Dataset entries:
• • • • • • •

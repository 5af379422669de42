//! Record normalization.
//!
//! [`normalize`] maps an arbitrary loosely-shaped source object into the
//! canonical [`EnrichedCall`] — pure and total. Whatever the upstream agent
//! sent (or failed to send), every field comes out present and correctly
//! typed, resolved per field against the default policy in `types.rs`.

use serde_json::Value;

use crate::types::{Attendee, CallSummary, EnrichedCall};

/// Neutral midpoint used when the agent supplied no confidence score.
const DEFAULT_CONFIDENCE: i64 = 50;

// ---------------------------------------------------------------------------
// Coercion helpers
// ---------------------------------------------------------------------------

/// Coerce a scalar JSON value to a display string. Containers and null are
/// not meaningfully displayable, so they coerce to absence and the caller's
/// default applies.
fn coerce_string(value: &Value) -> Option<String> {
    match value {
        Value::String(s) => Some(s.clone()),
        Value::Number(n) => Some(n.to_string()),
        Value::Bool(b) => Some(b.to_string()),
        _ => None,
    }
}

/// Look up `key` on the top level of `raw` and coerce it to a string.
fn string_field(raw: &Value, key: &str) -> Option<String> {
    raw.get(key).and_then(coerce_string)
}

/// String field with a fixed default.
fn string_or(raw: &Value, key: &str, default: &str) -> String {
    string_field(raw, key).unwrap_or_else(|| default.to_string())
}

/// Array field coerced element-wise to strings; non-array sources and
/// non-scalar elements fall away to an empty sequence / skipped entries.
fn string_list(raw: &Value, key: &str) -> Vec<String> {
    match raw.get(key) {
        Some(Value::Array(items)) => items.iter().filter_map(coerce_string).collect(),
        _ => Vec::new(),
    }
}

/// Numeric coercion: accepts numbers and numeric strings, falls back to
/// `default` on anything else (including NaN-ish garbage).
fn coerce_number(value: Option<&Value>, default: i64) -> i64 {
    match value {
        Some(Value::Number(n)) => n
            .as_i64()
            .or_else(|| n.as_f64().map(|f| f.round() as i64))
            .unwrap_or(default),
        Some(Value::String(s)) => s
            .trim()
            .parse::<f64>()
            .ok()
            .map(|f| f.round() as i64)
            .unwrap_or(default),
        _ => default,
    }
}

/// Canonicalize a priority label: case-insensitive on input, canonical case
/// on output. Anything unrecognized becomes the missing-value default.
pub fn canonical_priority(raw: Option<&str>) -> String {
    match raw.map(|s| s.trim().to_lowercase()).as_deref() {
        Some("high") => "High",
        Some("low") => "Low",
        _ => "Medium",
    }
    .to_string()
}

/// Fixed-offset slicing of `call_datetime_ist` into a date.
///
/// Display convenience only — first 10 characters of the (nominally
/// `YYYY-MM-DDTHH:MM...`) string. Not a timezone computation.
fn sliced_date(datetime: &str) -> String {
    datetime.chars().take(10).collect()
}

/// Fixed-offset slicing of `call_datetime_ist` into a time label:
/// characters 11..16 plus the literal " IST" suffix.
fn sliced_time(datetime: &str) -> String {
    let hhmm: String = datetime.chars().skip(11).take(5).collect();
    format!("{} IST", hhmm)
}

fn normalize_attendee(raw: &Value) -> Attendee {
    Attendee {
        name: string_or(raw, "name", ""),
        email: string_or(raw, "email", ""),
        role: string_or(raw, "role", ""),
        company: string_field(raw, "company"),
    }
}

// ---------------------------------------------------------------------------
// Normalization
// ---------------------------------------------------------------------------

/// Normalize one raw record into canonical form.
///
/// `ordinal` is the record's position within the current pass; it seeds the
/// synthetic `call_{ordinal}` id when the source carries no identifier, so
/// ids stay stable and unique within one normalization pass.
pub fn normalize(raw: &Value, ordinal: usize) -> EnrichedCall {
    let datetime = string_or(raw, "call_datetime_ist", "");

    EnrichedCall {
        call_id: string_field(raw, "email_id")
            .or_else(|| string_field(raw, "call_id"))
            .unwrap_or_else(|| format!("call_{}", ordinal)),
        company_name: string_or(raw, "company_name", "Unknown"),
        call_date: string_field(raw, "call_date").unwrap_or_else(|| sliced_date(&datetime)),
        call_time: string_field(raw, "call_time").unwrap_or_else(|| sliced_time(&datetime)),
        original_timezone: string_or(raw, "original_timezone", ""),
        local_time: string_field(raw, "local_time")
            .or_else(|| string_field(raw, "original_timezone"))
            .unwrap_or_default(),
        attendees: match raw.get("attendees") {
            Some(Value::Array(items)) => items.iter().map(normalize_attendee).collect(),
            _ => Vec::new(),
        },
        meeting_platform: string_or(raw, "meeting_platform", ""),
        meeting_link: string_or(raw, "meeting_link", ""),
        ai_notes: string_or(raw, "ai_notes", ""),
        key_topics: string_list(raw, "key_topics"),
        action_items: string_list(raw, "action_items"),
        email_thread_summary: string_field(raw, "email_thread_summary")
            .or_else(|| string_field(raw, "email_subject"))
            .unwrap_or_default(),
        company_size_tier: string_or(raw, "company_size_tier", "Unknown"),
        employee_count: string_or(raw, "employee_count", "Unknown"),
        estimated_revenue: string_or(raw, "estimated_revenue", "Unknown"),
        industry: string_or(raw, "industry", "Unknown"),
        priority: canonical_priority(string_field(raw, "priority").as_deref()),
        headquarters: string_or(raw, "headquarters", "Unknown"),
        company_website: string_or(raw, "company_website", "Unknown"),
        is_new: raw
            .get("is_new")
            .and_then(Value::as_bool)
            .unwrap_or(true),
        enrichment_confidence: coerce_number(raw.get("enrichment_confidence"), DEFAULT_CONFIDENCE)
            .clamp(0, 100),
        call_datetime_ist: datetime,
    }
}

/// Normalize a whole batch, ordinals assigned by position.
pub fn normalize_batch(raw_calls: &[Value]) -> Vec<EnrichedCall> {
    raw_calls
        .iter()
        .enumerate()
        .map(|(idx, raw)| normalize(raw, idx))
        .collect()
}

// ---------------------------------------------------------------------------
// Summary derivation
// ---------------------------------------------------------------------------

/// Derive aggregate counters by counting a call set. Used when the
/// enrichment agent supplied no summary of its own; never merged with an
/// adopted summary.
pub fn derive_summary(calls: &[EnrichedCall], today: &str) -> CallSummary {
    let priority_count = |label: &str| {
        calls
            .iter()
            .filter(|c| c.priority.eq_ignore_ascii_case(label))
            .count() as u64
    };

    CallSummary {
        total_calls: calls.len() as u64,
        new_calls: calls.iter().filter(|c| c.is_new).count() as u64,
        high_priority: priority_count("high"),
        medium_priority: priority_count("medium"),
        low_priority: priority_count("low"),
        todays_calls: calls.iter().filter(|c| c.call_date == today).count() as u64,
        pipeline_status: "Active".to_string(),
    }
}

• • • • • • •

Required work: Filter the entries above down to the lines that contain the word "today".

Written reply:
pub fn derive_summary(calls: &[EnrichedCall], today: &str) -> CallSummary {
        todays_calls: calls.iter().filter(|c| c.call_date == today).count() as u64,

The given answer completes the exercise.